Taylor Funk

Salt Lake City Stars
- Position: Small forward / power forward
- League: NBA G League

Personal information
- Born: November 6, 1997 (age 28) Manheim, Pennsylvania, U.S.
- Listed height: 6 ft 8 in (2.03 m)
- Listed weight: 230 lb (104 kg)

Career information
- High school: Manheim Central (Manheim, Pennsylvania)
- College: Saint Joseph's (2017–2022); Utah State (2022–2023);
- NBA draft: 2023: undrafted
- Playing career: 2023–present

Career history
- 2023: Maine Celtics
- 2023–2025: Capital City Go-Go
- 2025: NBA G League United
- 2025–2026: San Diego Clippers
- 2026–present: Salt Lake City Stars
- Stats at NBA.com
- Stats at Basketball Reference

= Taylor Funk =

American basketball player (born 1997)

Taylor Funk (born November 6, 1997) is an American professional basketball player for the Salt Lake City Stars of the NBA G League. He played college basketball for the Saint Joseph's Hawks and Utah State Aggies.

==High school career==
Funk attended Manheim Central High School in Manheim, Pennsylvania where he averaged 24.3 points per game as a senior, earning a Class 5A first-team all-state selection and led the league in scoring in back to back years. After graduating, he was the school's all-time leading scorer with 1,977 points.

==College career==
===Saint Joseph's===
Funk began his college career at Saint Joseph's where he appeared in 120 games total where he totaled 670 rebounds, ranking top ten in the Atlantic 10 while shooting 42 percent from the floor, 35.3 percent from three and 81.4 percent from the free throw line. As a senior, he averaged 13.2 points per game, finishing among the top 20 of the Atlantic 10 while scoring in double figures 18 times, which included a career high 29 points against Georgetown.

===Utah State===
In 2022, Funk transferred to Utah State, where he appeared in 34 games and averaged 13.4 points, 5.5 rebounds and 1.7 assists per game, while shooting 45.1 percent from the field, 37 percent from the three point line and 90.0 percent on his free throws. He scored in double figures 23 times and had a season high 32 points against New Mexico and by thee end of the season, he was named to the MW all-tournament team and was USBWA All-District VIII.

==Professional career==
After going undrafted in the 2023 NBA draft, Funk joined the Miami Heat for the 2023 NBA Summer League and was later added to the Boston Celtics' training camp roster after signing an Exhibit 10 contract. Funk ultimately got cut, but later joined the Maine Celtics, the Celtics' G League affiliate.

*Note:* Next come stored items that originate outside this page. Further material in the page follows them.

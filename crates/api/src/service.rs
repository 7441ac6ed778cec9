//! # Submission Service
//!
//! Validates a judge's slot selection against the generated calendar and the
//! roster, expands it into a [`Response`] and hands it to the store. This is
//! the only code path that writes to the [`ResponseStore`].
//!
//! Validation runs in a fixed order:
//!
//! 1. The selection must not be empty (`NoSlotsSelected`)
//! 2. Every id must name a slot on a selectable day (`InvalidSlot`)
//! 3. The judge must be on the roster (`UnknownJudge`)

use std::{collections::BTreeMap, sync::Arc};

use chrono::Utc;
use defensesync_core::{
    calendar::Calendar,
    errors::{ScheduleError, ScheduleResult, ValidationError},
    models::{
        judge::JudgeLink,
        response::{AvailableTime, Response, SubmissionRequest},
    },
    roster::Roster,
    store::ResponseStore,
};
use tracing::{info, warn};

#[derive(Clone)]
pub struct SubmissionService {
    store: Arc<dyn ResponseStore>,
    roster: Arc<Roster>,
    calendar: Calendar,
}

impl SubmissionService {
    pub fn new(store: Arc<dyn ResponseStore>, roster: Arc<Roster>) -> Self {
        Self {
            store,
            roster,
            calendar: Calendar::generate(),
        }
    }

    pub fn calendar(&self) -> &Calendar {
        &self.calendar
    }

    pub fn roster(&self) -> &Roster {
        &self.roster
    }

    /// Validates and stores a judge's selection, replacing any earlier response.
    ///
    /// Repeated ids are kept once, at their first position.
    pub async fn submit(
        &self,
        judge_id: &str,
        judge_name: &str,
        judge_role: &str,
        selected_slot_ids: &[String],
        notes: Option<String>,
    ) -> ScheduleResult<Response> {
        let available_times = self
            .expand_selection(selected_slot_ids)
            .and_then(|times| {
                if self.roster.contains(judge_id) {
                    Ok(times)
                } else {
                    Err(ValidationError::UnknownJudge(judge_id.to_string()))
                }
            })
            .inspect_err(|err| warn!(judge_id, "Rejected submission: {}", err))?;

        let response = Response {
            judge_id: judge_id.to_string(),
            judge_name: judge_name.to_string(),
            judge_role: judge_role.to_string(),
            available_times,
            notes: notes.filter(|n| !n.trim().is_empty()),
            submitted_at: Utc::now(),
        };

        self.store
            .put(judge_id, &response)
            .await
            .map_err(ScheduleError::Storage)?;

        info!(
            judge_id,
            slots = response.available_times.len(),
            "Stored availability response"
        );

        Ok(response)
    }

    /// Accepts either explicit slot ids or the expanded display tuples a
    /// client echoed back.
    pub async fn submit_request(&self, request: SubmissionRequest) -> ScheduleResult<Response> {
        let slot_ids = if request.slot_ids.is_empty() {
            self.slot_ids_for(&request.available_times)
                .inspect_err(|err| warn!(judge_id = %request.judge_id, "Rejected submission: {}", err))?
        } else {
            request.slot_ids
        };

        self.submit(
            &request.judge_id,
            &request.judge_name,
            &request.judge_role,
            &slot_ids,
            request.notes,
        )
        .await
    }

    pub fn slot_ids_for(&self, times: &[AvailableTime]) -> Result<Vec<String>, ValidationError> {
        times
            .iter()
            .map(|time| {
                self.calendar
                    .slot_id_for(&time.date, &time.time)
                    .map(str::to_string)
                    .ok_or_else(|| {
                        ValidationError::InvalidSlot(format!("{} {}", time.date, time.time))
                    })
            })
            .collect()
    }

    fn expand_selection(&self, slot_ids: &[String]) -> Result<Vec<AvailableTime>, ValidationError> {
        if slot_ids.is_empty() {
            return Err(ValidationError::NoSlotsSelected);
        }

        let mut seen = Vec::with_capacity(slot_ids.len());
        let mut times = Vec::with_capacity(slot_ids.len());

        for slot_id in slot_ids {
            let (day, slot) = self
                .calendar
                .resolve(slot_id)
                .filter(|(day, _)| day.is_selectable())
                .ok_or_else(|| ValidationError::InvalidSlot(slot_id.clone()))?;

            if seen.contains(&slot_id) {
                continue;
            }
            seen.push(slot_id);
            times.push(Calendar::expand(day, slot));
        }

        Ok(times)
    }

    /// A store that cannot be read reports no prior response.
    pub async fn response_for(&self, judge_id: &str) -> ScheduleResult<Option<Response>> {
        Ok(self.store.get(judge_id).await.unwrap_or_else(|err| {
            warn!(judge_id, "Failed to read response, treating as absent: {:#}", err);
            None
        }))
    }

    pub async fn responses(&self) -> ScheduleResult<BTreeMap<String, Response>> {
        Ok(self.store.list().await.unwrap_or_else(|err| {
            warn!("Failed to list responses, treating as empty: {:#}", err);
            BTreeMap::new()
        }))
    }

    /// Roster entries with their personal form links and response status.
    pub async fn judge_links(&self, base_url: &str) -> ScheduleResult<Vec<JudgeLink>> {
        let responses = self.responses().await?;

        Ok(self
            .roster
            .iter()
            .map(|judge| JudgeLink {
                id: judge.id.clone(),
                name: judge.name.clone(),
                role: judge.role.clone(),
                link: format!("{}/judge/{}", base_url, judge.id),
                submitted_at: responses.get(&judge.id).map(|r| r.submitted_at),
            })
            .collect())
    }
}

On December 26, 2023, Funk was traded from the Maine Celtics to the Capital City Go-Go. In July 2024, he joined the Washington Wizards for the 2024 NBA Summer League and on October 13, he signed with the team. However, he was waived six days later. On October 28, he rejoined the Go-Go.

==Career statistics==
===College===

| Year | Team | GP | GS | MPG | FG% | 3P% | FT% | RPG | APG | SPG | BPG | PPG |
|---|---|---|---|---|---|---|---|---|---|---|---|---|
| 2017–18 | Saint Joseph's | 32 | 21 | 28.8 | .426 | .394 | .837 | 4.9 | 1.3 | .8 | .5 | 11.8 |
| 2018–19 | Saint Joseph's | 33 | 24 | 27.4 | .375 | .305 | .731 | 5.5 | 1.3 | .6 | .5 | 8.4 |
| 2019–20 | Saint Joseph's | 7 | 7 | 29.9 | .400 | .250 | .333 | 5.1 | 2.3 | .3 | 1.0 | 9.4 |
| 2020–21 | Saint Joseph's | 20 | 20 | 32.4 | .482 | .354 | .838 | 5.7 | 1.5 | .8 | .8 | 17.4 |
| 2021–22 | Saint Joseph's | 28 | 28 | 36.1 | .406 | .373 | .870 | 6.6 | 1.8 | .9 | .3 | 13.2 |
| 2022–23 | Utah State | 34 | 34 | 30.6 | .451 | .370 | .900 | 5.5 | 1.7 | .9 | .7 | 13.4 |
| Career |  | 154 | 134 | 30.7 | .427 | .357 | .830 | 5.6 | 1.6 | .8 | .6 | 12.3 |

==Personal life==
Funk is the son of Tim and Kim and has two siblings. He grew up home schooled and majored in communication studies.